| HN Mirror

Y	Hacker News new \| ask \| show \| jobs

by exikyut 2842 days ago

As someone interested in understanding/getting into assembly language (actually for years), I have a small torrent of naive and hopefully not too annoying questions. :)

- Why and how is argv[1] at [esp+8]? I realize this is a Linux-specific implementation detail but would like to understand.

- argv[1] is "gotten" by reading from esi. You then proceed to poke eax and ecx. TIL that SI, AX and CX were implicitly linked. What specifically is going on here?

- Continuing along the implicit linked-ness train, how is accessing AL reading the value set in SI?

- How does the LEA usage here work? You're putting the address of "[ecx+eax-'0']" into ecx. First question, how is ecx not clobbered? Secondly, how does that dereference work? I see similar semantics used in the 2nd and 3rd instructions, it seems AX and CX are linked in some way (in this situation).

- So the jecxz is bailing out (to an assumed label, that's okay) if ecx is 0. Cool. But why do you now zero and then increment eax?

- At the end you have a loop around a single xadd instruction, (which, if I understand what's happening, is the equivalent of "edx += eax" here?). The only way I can interpret this is that the atoiloop routine was actually building up a stack (in the LEA bit) and this is ticker-tape-ing its way through that?

I appreciate any insight and your patience :) if I'm learning something unfamiliar enough to be completely disorientating, reading through insights others have written down (ie, the questions others asked and documented the answers to) doesn't seem to help. I have to ask a thousand questions of my own in order to get my bearings.

This could be the fault of the assembly "tutorials" out there though. I can't remember the number of articles I've eye-glazedly read through; I understand binary, the stack, the basics, etc, incredibly incredibly well, but (as you can see) have tons of blocking issues and holes in my understanding. Some I'm aware of - for example, I know I have no mental model of how x86 memory management is done, and I've never been able to find anything concise that just deals with that - but unfortunately some of the holes are so big all I know is that something's missing and that my eyes glaze over and I don't know why. In any case, learning difficulties FTL. Been wanting to understand asm since 2006.

NB. While responding to another answer I stumbled on https://codegolf.stackexchange.com/a/135618/15675, a(n exhaustingly) exhaustive exploration of Fibonacci in x86, also for Linux.

2 comments

saagarjha 2842 days ago

> Why and how is argv[1] at [esp+8]? I realize this is a Linux-specific implementation detail but would like to understand.

The kernel puts them there when the program starts; I believe this is part of the System V calling convention so it's not Linux-specific.

> argv[1] is "gotten" by reading from esi. You then proceed to poke eax and ecx. TIL that SI, AX and CX were implicitly linked. What specifically is going on here?

They are not linked, the lodsb instruction loads a byte from the address pointed at by esi into ax.

> How does the LEA usage here work? You're putting the address of "[ecx+eax-'0']" into ecx. First question, how is ecx not clobbered? Secondly, how does that dereference work? I see similar semantics used in the 2nd and 3rd instructions, it seems AX and CX are linked in some way (in this situation).

lea just does math, it doesn't dereference anything. ecx is being clobbered, but that's what we want: the lea is doing the equivalent of ecx += eax - '0'.

> So the jecxz is bailing out (to an assumed label, that's okay) if ecx is 0. Cool. But why do you now zero and then increment eax?

This will be the return value of main and the exit code of the program. Since you errored, you want to return a nonzero value.

link

exikyut 2842 days ago

>> argv[1] is "gotten" by reading from esi. You then proceed to poke eax and ecx. TIL that SI, AX and CX were implicitly linked.

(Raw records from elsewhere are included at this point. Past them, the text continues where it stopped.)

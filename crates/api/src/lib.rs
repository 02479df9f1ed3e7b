//! HTTP API: configuration, auth guard, routing, and request/response mapping.

pub mod app;
pub mod config;
pub mod context;
pub mod middleware;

What specifically is going on here?

> Where do you see this?

Here:

  mov esi, [esp+8]  ; get argv[1]                value written to esi; okay
  xor eax, eax      ; clear the upper bits       \ how is writing to eax
  xor ecx, ecx      ; will hold converted value  / and ecx now relevant?!

> lea just does math, it doesn't dereference anything.

Right; I said "LEA usage"; the instruction itself I understand, but "[ecx+eax-'0']" is throwing me for a loop.

link

T-hawk 2841 days ago

LEA does math, but with a particular structure to the inputs: a pointer plus an index plus a constant. That's meant to be used as a C compiler would, where the pointer would be to a struct array, the index would be the position within the array, and the constant would be the byte offset within the struct.

Calculating a memory address in that way is a common operation, so x86 processors give it special support with hardware that can calculate that sum all in one step.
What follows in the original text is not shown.